0
Tried a cold butter method for pie crust and got a total disaster
I always used room temp butter for pies because that's what my grandma did. Last week I read a blog post saying cold butter makes it flakier so I tried it. The dough was a crumbly mess that wouldn't stick together at all. After 3 tries I finally added ice water a tablespoon at a time and it barely came together. The crust came out tough and greasy instead of flaky like they promised. Has anyone else had cold butter just not work for them?
2 comments
Log in to join the discussion
Log In2 Comments
paul11713d ago
Same thing happened to me. I tried the cold butter method after seeing it all over cooking shows and it was a nightmare.
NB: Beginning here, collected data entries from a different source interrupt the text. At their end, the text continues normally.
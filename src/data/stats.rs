//! Descriptive aggregates over a (filtered) slice of employee records.
//!
//! Every function is pure and tolerates an empty slice by returning
//! zero-valued results. Categories that never occur report zero instead of
//! failing.

use std::collections::BTreeMap;

use super::model::{CellValue, EmployeeRecord};
use super::schema::{self, FEMALE, MALE, NO, WORK_EXPERIENCE_LABELS, YES};

pub type Rows<'a> = [&'a EmployeeRecord];

/// Round to two decimals, the precision every table and card displays.
pub fn round2(v: f64) -> f64 {
    (v * 100.0).round() / 100.0
}

fn pct(part: usize, whole: usize) -> f64 {
    if whole == 0 {
        0.0
    } else {
        part as f64 / whole as f64 * 100.0
    }
}

fn mean(values: &[f64]) -> f64 {
    if values.is_empty() {
        0.0
    } else {
        values.iter().sum::<f64>() / values.len() as f64
    }
}

// ---------------------------------------------------------------------------
// Department stats
// ---------------------------------------------------------------------------

/// Per-department means of pay, tenure and training, plus overtime head-count.
#[derive(Debug, Clone, PartialEq)]
pub struct DeptStats {
    pub department: String,
    pub monthly_income: f64,
    pub percent_salary_hike: f64,
    pub total_working_years: f64,
    pub years_at_company: f64,
    pub training_times_last_year: f64,
    pub overtime: usize,
}

pub fn dept_stats(rows: &Rows) -> Vec<DeptStats> {
    let mut groups: BTreeMap<&str, Vec<&EmployeeRecord>> = BTreeMap::new();
    for rec in rows {
        if let Some(dept) = rec.text(schema::DEPARTMENT) {
            groups.entry(dept).or_default().push(*rec);
        }
    }

    groups
        .into_iter()
        .map(|(dept, members)| {
            let col_mean = |col: &str| {
                let values: Vec<f64> = members.iter().filter_map(|r| r.number(col)).collect();
                round2(mean(&values))
            };
            DeptStats {
                department: dept.to_string(),
                monthly_income: col_mean(schema::MONTHLY_INCOME),
                percent_salary_hike: col_mean(schema::PERCENT_SALARY_HIKE),
                total_working_years: col_mean(schema::TOTAL_WORKING_YEARS),
                years_at_company: col_mean(schema::YEARS_AT_COMPANY),
                training_times_last_year: col_mean(schema::TRAINING_TIMES_LAST_YEAR),
                overtime: members
                    .iter()
                    .filter(|r| r.text(schema::OVER_TIME) == Some(YES))
                    .count(),
            }
        })
        .collect()
}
What finally worked was grating the frozen butter into the flour instead of cutting it in. That distributes the butter way better so you don't end up with those big chunks that leak grease. Also you gotta handle it as little as humanly possible, like barely mix it at all. Once I started using frozen grated butter and ice water from the start it finally came out right.
5
the_lisa13d ago
Paul117, that grated frozen butter trick changed everything for me too. One thing I figured out the hard way is that the temperature of your work surface matters just as much as the butter. If your countertop is warm from the sun or a sink of hot water nearby, that frozen butter starts melting the second it hits the flour. I actually threw my pastry blender in the freezer for 20 minutes before mixing, and it made a surprising difference in keeping everything cold.